> _Task goal_
Where a line below holds the string "failed", copy that line.

> _Dataset excerpts_
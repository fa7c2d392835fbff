use chrono::{DateTime, Utc};
use rust_decimal::Decimal;
use sea_orm::entity::prelude::*;
use serde::{Deserialize, Serialize};

#[derive(Clone, Debug, PartialEq, DeriveEntityModel, Serialize, Deserialize)]
#[sea_orm(table_name = "order_items")]
pub struct Model {
    #[sea_orm(primary_key)]
    pub id: i32,
    pub order_id: i32,
    pub product_id: i32,
    pub quantity: i32,
    /// Catalog price at checkout time
    #[sea_orm(column_type = "Decimal(Some((10, 2)))")]
    pub unit_price: Decimal,
    #[sea_orm(column_type = "Decimal(Some((10, 2)))")]
    pub total_price: Decimal,
    pub created_at: DateTime<Utc>,
}

#[derive(Copy, Clone, Debug, EnumIter, DeriveRelation)]
pub enum Relation {
    #[sea_orm(
        belongs_to = "super::order::Entity",
        from = "Column::OrderId",
        to = "super::order::Column::Id",
        on_delete = "Cascade"
    )]
    Order,
    #[sea_orm(
        belongs_to = "super::product::Entity",
        from = "Column::ProductId",
        to = "super::product::Column::Id"
    )]
    Product,
}

impl Related<super::order::Entity> for Entity {
    fn to() -> RelationDef {
        Relation::Order.def()
    }
}

impl Related<super::product::Entity> for Entity {
    fn to() -> RelationDef {
        Relation::Product.def()
    }
}

impl ActiveModelBehavior for ActiveModel {}
//! Notification relay
//!
//! Drains pending outbox rows and hands them to the dispatcher. Failures are
//! recorded on the row and retried on the next tick until `max_attempts`.

use std::sync::Arc;
use std::time::Duration;

use chrono::Utc;
use sea_orm::{
    ActiveModelTrait, ColumnTrait, DatabaseConnection, EntityTrait, IntoActiveModel, QueryFilter,
    QueryOrder, QuerySelect, Set,
};
use tokio::task::JoinHandle;
use tracing::{debug, info, warn};

use crate::config::NotificationSection;
use crate::domain::events::EventMessage;
use crate::domain::ports::NotificationDispatcher;
use crate::infrastructure::database::entities::notification_outbox;
use crate::shared::{DomainResult, ShutdownSignal};

/// Outcome of one relay pass
#[derive(Debug, Clone, Copy, Default, PartialEq, Eq)]
pub struct RelayReport {
    pub dispatched: usize,
    pub failed: usize,
}

async fn record_failure(
    db: &DatabaseConnection,
    row: notification_outbox::Model,
    reason: String,
) -> DomainResult<()> {
    let attempts = row.attempts + 1;
    let event_id = row.event_id.clone();
    let mut entity = row.into_active_model();
    entity.attempts = Set(attempts);
    entity.last_error = Set(Some(reason.clone()));
    entity.update(db).await?;
    warn!(event_id = %event_id, attempts, error = %reason, "Notification dispatch failed");
    Ok(())
}

/// One pass over pending rows, oldest first. Dispatch errors are recorded,
/// never returned; only store failures surface.
pub async fn relay_pending(
    db: &DatabaseConnection,
    dispatcher: &dyn NotificationDispatcher,
    config: &NotificationSection,
) -> DomainResult<RelayReport> {
    let rows = notification_outbox::Entity::find()
        .filter(notification_outbox::Column::DispatchedAt.is_null())
        .filter(notification_outbox::Column::Attempts.lt(config.max_attempts))
        .order_by_asc(notification_outbox::Column::Id)
        .limit(config.batch_size)
        .all(db)
        .await?;

    let mut report = RelayReport::default();
    for row in rows {
        let message: EventMessage = match serde_json::from_str(&row.payload) {
            Ok(message) => message,
            Err(e) => {
                record_failure(db, row, format!("Unreadable payload: {}", e)).await?;
                report.failed += 1;
                continue;
            }
        };

        match dispatcher.dispatch(&message).await {
            Ok(()) => {
                let mut entity = row.into_active_model();
                entity.dispatched_at = Set(Some(Utc::now()));
                entity.update(db).await?;
                debug!(event_id = %message.event_id, "Notification dispatched");
                report.dispatched += 1;
            }
            Err(e) => {
                record_failure(db, row, e.to_string()).await?;
                report.failed += 1;
            }
        }
    }
    Ok(report)
}

/// Background task running [`relay_pending`] on a fixed interval
pub struct NotificationRelay {
    db: DatabaseConnection,
    dispatcher: Arc<dyn NotificationDispatcher>,
    config: NotificationSection,
}

impl NotificationRelay {
    pub fn new(
        db: DatabaseConnection,
        dispatcher: Arc<dyn NotificationDispatcher>,
        config: NotificationSection,
    ) -> Self {
        Self {
            db,
            dispatcher,
            config,
        }
    }

    pub fn start(self, shutdown: ShutdownSignal) -> JoinHandle<()> {
        tokio::spawn(async move {
            info!(
                "📨 Notification relay started (interval: {}s, batch: {})",
                self.config.relay_interval_secs, self.config.batch_size
            );

            let mut interval =
                tokio::time::interval(Duration::from_secs(self.config.relay_interval_secs.max(1)));

            loop {
                tokio::select! {
                    _ = interval.tick() => {
                        match relay_pending(&self.db, self.dispatcher.as_ref(), &self.config).await {
                            Ok(report) if report != RelayReport::default() => {
                                info!(dispatched = report.dispatched, failed = report.failed, "📨 Relay pass finished");
                            }
                            Ok(_) => {}
                            Err(e) => warn!(error = %e, "Notification relay pass failed"),
                        }
                    }
                    _ = shutdown.notified().wait() => {
                        info!("📨 Notification relay shutting down");
                        break;
                    }
                }
            }

            info!("📨 Notification relay stopped");
        })
    }
}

> _Solution to the problem_
    pub failed: usize,
    warn!(event_id = %event_id, attempts, error = %reason, "Notification dispatch failed");
                report.failed += 1;
                report.failed += 1;
                                info!(dispatched = report.dispatched, failed = report.failed, "📨 Relay pass finished");
                            Err(e) => warn!(error = %e, "Notification relay pass failed"),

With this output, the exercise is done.